The problem in the modern economy is that copyright is being abused by the
same class of people it was designed to hold back. It's way, way, way more
transferable than it should be and we have a disease where copyrights and
patents, being valuable, trickle up to the top of the social pyramid, under
the effective control of a class of people who produce nothing except mean-
spirited lawsuits.

Morally speaking: should you pay for stuff if you can afford it? Yes. I don't
pirate if I can get the same level of convenience and quality through legal
means. I have no problem with paying $1-2/hour for quality entertainment. That
said, I'd much rather support the artists (and sound technicians, and actors)
_directly_ than support a bunch of shitbag executives who produce nothing. I
would participate in an "under the table" mechanism allowing for that, legal
or otherwise-- a "piratical" system that requires enough payment to reimburse
artists and technicians as much as they'd take in royalties, but deprives the
scumbag entertainment executives outright.

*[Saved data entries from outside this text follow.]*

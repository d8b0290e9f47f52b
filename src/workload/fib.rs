use super::{Finding, Workload};

/// Naive double recursion. No memoization; the exponential call tree is
/// the point.
pub fn fib(n: u32) -> u64 {
    if n < 2 {
        return n as u64;
    }
    fib(n - 1) + fib(n - 2)
}

pub struct Fibonacci {
    input: u32,
    result: Option<u64>,
}

impl Fibonacci {
    pub fn new(input: u32) -> Self {
        Self { input, result: None }
    }
}

impl Workload for Fibonacci {
    fn name(&self) -> &'static str {
        "fib"
    }

    fn run(&mut self) {
        self.result = Some(fib(std::hint::black_box(self.input)));
    }

    fn findings(&self) -> Vec<Finding> {
        self.result
            .map(|r| Finding::new(format!("Fibonacci({})", self.input), r))
            .into_iter()
            .collect()
    }
}

#[cfg(test)]
mod tests {
    use super::*;

    #[test]
    fn base_cases() {
        assert_eq!(fib(0), 0);
        assert_eq!(fib(1), 1);
    }

    #[test]
    fn known_values() {
        assert_eq!(fib(10), 55);
        assert_eq!(fib(30), 832_040);
    }

    #[test]
    fn recurrence_holds() {
        for n in 2..20 {
            assert_eq!(fib(n), fib(n - 1) + fib(n - 2), "n = {n}");
        }
    }
}
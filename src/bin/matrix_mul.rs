use std::process::ExitCode;

use refbench::workload::MatrixMul;
use refbench::{logging, BenchConfig};

fn main() -> ExitCode {
    logging::init();
    refbench::exit_with(run())
}

fn run() -> refbench::Result<()> {
    let config = BenchConfig::default();
    let mut workload = MatrixMul::new(config.matrix_size);
    refbench::run_to(&mut workload, std::io::stdout().lock())?;
    Ok(())
}
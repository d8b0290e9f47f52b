use super::{Finding, Workload};

/// Push, indexed sum, then pop half.
pub struct ArrayOps {
    len: usize,
    outcome: Option<(i64, usize)>,
}

impl ArrayOps {
    pub fn new(len: usize) -> Self {
        Self { len, outcome: None }
    }
}

impl Workload for ArrayOps {
    fn name(&self) -> &'static str {
        "array_ops"
    }

    fn run(&mut self) {
        let len = std::hint::black_box(self.len);
        let mut arr: Vec<i64> = Vec::new();
        for i in 0..len {
            arr.push(i as i64);
        }

        let mut sum = 0;
        for i in 0..arr.len() {
            sum += arr[i];
        }

        for _ in 0..len / 2 {
            arr.pop();
        }
        self.outcome = Some((sum, arr.len()));
    }

    fn findings(&self) -> Vec<Finding> {
        match self.outcome {
            Some((sum, len)) => vec![
                Finding::new("Array Sum", sum),
                Finding::new("Array Length", len),
            ],
            None => Vec::new(),
        }
    }
}

#[cfg(test)]
mod tests {
    use super::*;

    #[test]
    fn reference_outcome() {
        let mut workload = ArrayOps::new(50_000);
        workload.run();
        assert_eq!(
            workload.findings(),
            vec![
                Finding::new("Array Sum", 1_249_975_000i64),
                Finding::new("Array Length", 25_000),
            ]
        );
    }

    #[test]
    fn odd_length_keeps_the_larger_half() {
        let mut workload = ArrayOps::new(5);
        workload.run();
        assert_eq!(workload.findings()[1], Finding::new("Array Length", 3));
    }
}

Honestly speaking, SOPA estabishes that the major corporate copyright owners
are evil. Not just greedy and stupid, which are forgivable because great
empires have been built on greed and stupidity. Evil. It deprives them of
their moral high ground, and establishes that piracy-as-moral-statement might
make sense.

I also think Facebook and Google deserve _a lot_ of credit for coming out to
fight SOPA/PIPA. Yes, Google has Youtube which would be in serious pain; but
the fact is that Google and Facebook would (perversely) benefit from it. Large
businesses do better in overreaching, ill-designed or undefined regulatory
environments because they have the connections and resources to end up OK no
matter what laws pass. It's small businesses that would wither and die if SOPA
and PIPA were to pass. A lot of startups would have to shut down. "Social"
technologies would become an oligopoly within a decade. The short-term effect
for Google and Facebook would (my guess) be positive, so these companies
deserve a lot of credit for looking at the bigger picture.